Frudinger et al.: Muscle-derived cell injection to treat anal incontinence due to obstetric trauma: pilot study with 1 year follow-up
Frudinger, A; Kolle, D; Schwaiger, W; Pfeifer, J; Paede, J; Halligan, S.
Muscle-derived cell injection to treat anal incontinence due to obstetric trauma: pilot study with 1 year follow-up
GUT. 2009; 59(1): 55-61. [Fulltext]
- Objective: To treat anal incontinence due to obstetric external anal sphincter disruption via injection of autologous myoblast cells. Design: Observational pilot study. Setting: University hospital and district hospital Patients: 10 women suffering from anal incontinence due to obstetric anal sphincter injury, refractory to conventional non-surgical therapy.

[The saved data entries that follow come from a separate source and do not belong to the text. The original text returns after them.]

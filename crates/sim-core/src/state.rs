//! The full game snapshot and its invariants.

use crate::config::EconomyConfig;
use crate::crew::{CrewId, CrewMember, CrewRole, Skills, MAX_MORALE, MAX_SKILL};
use crate::galaxy::{Coordinates, Planet, PlanetResource, PlanetType, StarSystem, SystemStatus};
use crate::legacy::Legacy;
use crate::market::{Market, MarketEntry, Trend};
use crate::resources::{ResourceBounds, ResourceKind, Resources};
use crate::ship::{Ship, ShipComponents, ShipStats};
use rust_decimal::Decimal;
use serde::{Deserialize, Serialize};
use std::collections::{BTreeMap, BTreeSet};
use thiserror::Error;

/// Everything the economy owns. Notifications are not part of the snapshot.
#[derive(Clone, Debug, PartialEq, Eq, Serialize, Deserialize)]
pub struct GameState {
    pub resources: Resources,
    /// Per-tick passive generation.
    pub generation_rates: Resources,
    pub ship: Ship,
    pub crew: Vec<CrewMember>,
    pub systems: Vec<StarSystem>,
    #[serde(default)]
    pub selected_system: Option<String>,
    pub market: Market,
    pub legacy: Legacy,
    /// Generation ticks applied so far.
    #[serde(default)]
    pub ticks: u64,
    /// Position in the seeded random stream, so a restored game draws the
    /// same sequence it would have drawn without the save.
    #[serde(default)]
    pub rng_cursor: u128,
}

impl GameState {
    pub fn system(&self, name: &str) -> Option<&StarSystem> {
        self.systems.iter().find(|s| s.name == name)
    }

    pub fn selected(&self) -> Option<&StarSystem> {
        self.selected_system.as_deref().and_then(|n| self.system(n))
    }

    pub fn crew_member(&self, id: &CrewId) -> Option<&CrewMember> {
        self.crew.iter().find(|c| &c.id == id)
    }

    pub fn heir(&self) -> Option<&CrewMember> {
        self.crew.iter().find(|c| c.is_heir)
    }

    /// The opening position for a new game.
    pub fn new_game(config: &EconomyConfig) -> Self {
        Self {
            resources: config.starting_resources,
            generation_rates: config.generation_rates,
            ship: Ship {
                name: "Endeavour".to_string(),
                hull: "Explorer".to_string(),
                components: ShipComponents {
                    engine: "Ion Drive".to_string(),
                    cargo: "Standard Hold".to_string(),
                    weapons: "Pulse Laser".to_string(),
                    research: "Basic Lab".to_string(),
                    quarters: "Standard Quarters".to_string(),
                },
                stats: ShipStats {
                    speed: 10,
                    cargo: 100,
                    combat: 5,
                    research: 5,
                    crew_capacity: 6,
                },
            },
            crew: starting_crew(),
            systems: starting_systems(),
            selected_system: None,
            market: starting_market(),
            legacy: Legacy {
                generation: 1,
                family_name: "Vance".to_string(),
                achievements: Vec::new(),
                traits: vec!["Spacefaring Heritage".to_string()],
                reputation: [
                    ("Terran Federation", 10),
                    ("Mining Guild", 0),
                    ("Free Traders", 0),
                ]
                .into_iter()
                .map(|(k, v)| (k.to_string(), v))
                .collect(),
            },
            ticks: 0,
            rng_cursor: 0,
        }
    }
}

fn crew_member(
    id: &str,
    name: &str,
    role: CrewRole,
    skills: [u8; 5],
    morale: u8,
    background: &str,
    age: u8,
) -> CrewMember {
    let [piloting, engineering, science, combat, leadership] = skills;
    CrewMember {
        id: CrewId(id.to_string()),
        name: name.to_string(),
        role,
        skills: Skills {
            piloting,
            engineering,
            science,
            combat,
            leadership,
        },
        morale,
        background: background.to_string(),
        age,
        is_heir: false,
    }
}

fn starting_crew() -> Vec<CrewMember> {
    vec![
        crew_member(
            "crew-0001",
            "Elena Vance",
            CrewRole::Captain,
            [6, 4, 5, 5, 8],
            85,
            "Third-generation spacer",
            48,
        ),
        crew_member(
            "crew-0002",
            "Marcus Chen",
            CrewRole::Engineer,
            [3, 8, 5, 2, 3],
            75,
            "Former shipyard foreman",
            34,
        ),
        crew_member(
            "crew-0003",
            "Aisha Okafor",
            CrewRole::Scientist,
            [2, 4, 8, 1, 4],
            80,
            "Xenobiology researcher",
            29,
        ),
        crew_member(
            "crew-0004",
            "Jonas Vance",
            CrewRole::Pilot,
            [7, 3, 3, 4, 5],
            70,
            "Raised aboard the ship",
            22,
        ),
    ]
}

fn starting_systems() -> Vec<StarSystem> {
    let sol = StarSystem {
        name: "Sol".to_string(),
        status: SystemStatus::Explored,
        planets: vec![
            Planet {
                name: "Earth".to_string(),
                kind: PlanetType::Terrestrial,
                resources: vec![PlanetResource::Food, PlanetResource::Influence],
                developed: true,
            },
            Planet {
                name: "Mars".to_string(),
                kind: PlanetType::Desert,
                resources: vec![PlanetResource::Minerals],
                developed: false,
            },
        ],
        trade_routes: vec!["Alpha Centauri".to_string()],
        coordinates: Coordinates { x: 0, y: 0 },
    };
    vec![
        sol,
        StarSystem::unexplored("Alpha Centauri", 4, 3),
        StarSystem::unexplored("Barnard's Star", -6, 2),
        StarSystem::unexplored("Sirius", 8, -5),
        StarSystem::unexplored("Tau Ceti", -3, -9),
        StarSystem::unexplored("Vega", 15, 12),
    ]
}

fn starting_market() -> Market {
    let entry = |price: i64, scale: u32, trend| MarketEntry {
        price: Decimal::new(price, scale),
        trend,
    };
    Market {
        prices: BTreeMap::from([
            (ResourceKind::Energy, entry(5, 0, Trend::Stable)),
            (ResourceKind::Minerals, entry(8, 0, Trend::Rising)),
            (ResourceKind::Food, entry(35, 1, Trend::Falling)),
        ]),
    }
}

/// A snapshot breaks a rule the engine must never break.
#[derive(Debug, Error, PartialEq, Eq)]
pub enum InvariantViolation {
    /// A resource left its configured bound.
    #[error("{0} is outside its bounds")]
    ResourceOutOfBounds(ResourceKind),
    /// Passive generation must never drain a resource.
    #[error("generation rate for {0} is negative")]
    NegativeRate(ResourceKind),
    /// At most one crew member may carry the heir flag.
    #[error("more than one heir: {0:?}")]
    MultipleHeirs(Vec<CrewId>),
    /// Crew ids must be unique.
    #[error("duplicate crew id {0}")]
    DuplicateCrewId(CrewId),
    /// A skill exceeds the training cap.
    #[error("crew member {0} has a skill above 10")]
    SkillOutOfRange(CrewId),
    /// Morale exceeds its cap.
    #[error("crew member {0} has morale above 100")]
    MoraleOutOfRange(CrewId),
    /// The selection points at a system that does not exist.
    #[error("selected system {0} does not exist")]
    UnknownSelection(String),
    /// Only surveyed systems may list real planets.
    #[error("system {0} is unexplored but has surveyed planets")]
    UnexploredWithPlanets(String),
}

/// Check every structural invariant of a snapshot.
pub fn validate_state(
    state: &GameState,
    bounds: &ResourceBounds,
) -> Result<(), InvariantViolation> {
    for (kind, value) in state.resources.iter() {
        if !bounds.get(kind).contains(value) {
            return Err(InvariantViolation::ResourceOutOfBounds(kind));
        }
    }
    for (kind, rate) in state.generation_rates.iter() {
        if rate < Decimal::ZERO {
            return Err(InvariantViolation::NegativeRate(kind));
        }
    }
    let heirs: Vec<CrewId> = state
        .crew
        .iter()
        .filter(|c| c.is_heir)
        .map(|c| c.id.clone())
        .collect();
    if heirs.len() > 1 {
        return Err(InvariantViolation::MultipleHeirs(heirs));
    }
    let mut ids = BTreeSet::new();
    for c in &state.crew {
        if !ids.insert(&c.id) {
            return Err(InvariantViolation::DuplicateCrewId(c.id.clone()));
        }
        if c.skills.max_level() > MAX_SKILL {
            return Err(InvariantViolation::SkillOutOfRange(c.id.clone()));
        }
        if c.morale > MAX_MORALE {
            return Err(InvariantViolation::MoraleOutOfRange(c.id.clone()));
        }
    }
    if let Some(name) = &state.selected_system {
        if state.system(name).is_none() {
            return Err(InvariantViolation::UnknownSelection(name.clone()));
        }
    }
    for s in &state.systems {
        if !s.is_explored() && s.planets.iter().any(|p| !p.is_placeholder()) {
            return Err(InvariantViolation::UnexploredWithPlanets(s.name.clone()));
        }
    }
    Ok(())
}

#[cfg(test)]
mod tests {
    use super::*;

    #[test]
    fn new_game_satisfies_invariants() {
        let cfg = EconomyConfig::default();
        let state = GameState::new_game(&cfg);
        validate_state(&state, &cfg.bounds).unwrap();
        assert!(state.crew.len() < state.ship.stats.crew_capacity as usize);
        assert!(state.heir().is_none());
    }

    #[test]
    fn two_heirs_detected() {
        let cfg = EconomyConfig::default();
        let mut state = GameState::new_game(&cfg);
        state.crew[1].is_heir = true;
        state.crew[2].is_heir = true;
        assert!(matches!(
            validate_state(&state, &cfg.bounds),
            Err(InvariantViolation::MultipleHeirs(ids)) if ids.len() == 2
        ));
    }

    #[test]
    fn out_of_bounds_resource_detected() {
        let cfg = EconomyConfig::default();
        let mut state = GameState::new_game(&cfg);
        state.resources.credits = Decimal::from(-1);
        assert_eq!(
            validate_state(&state, &cfg.bounds),
            Err(InvariantViolation::ResourceOutOfBounds(ResourceKind::Credits))
        );
    }

    #[test]
    fn dangling_selection_detected() {
        let cfg = EconomyConfig::default();
        let mut state = GameState::new_game(&cfg);
        state.selected_system = Some("Nowhere".into());
        assert!(matches!(
            validate_state(&state, &cfg.bounds),
            Err(InvariantViolation::UnknownSelection(_))
        ));
    }

    #[test]
    fn snapshot_json_roundtrip() {
        let cfg = EconomyConfig::default();
        let state = GameState::new_game(&cfg);
        let s = serde_json::to_string_pretty(&state).unwrap();
        let back: GameState = serde_json::from_str(&s).unwrap();
        assert_eq!(back, state);
    }
}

Interventions: Autologous myoblasts were cultured from a pectoralis muscle biopsy, harvested, and injected into the external anal sphincter defect using direct ultrasound guidance. Main outcome measures: Wexner incontinence score, anal squeeze pressures, and quality of life 12 months after injection. Safety and technical feasibility. Results: The procedure was well tolerated and no adverse events were observed. At 12 months the Wexner incontince score had decreased by a mean of 13.7 units (95% CI, -16.3 to -11.2), anal squeeze pressures were unchanged, and overall quality of life scores improved by a median of 30 points (95% CI, 25 to 42). Anal squeeze pressures did rise significantly at 1 month and 6 months post-injection (p=0.03). Conclusions: Injection of autologous myoblasts is safe, well tolerated, and significantly improves symptoms of anal incontinence due to obstetric anal sphincter trauma.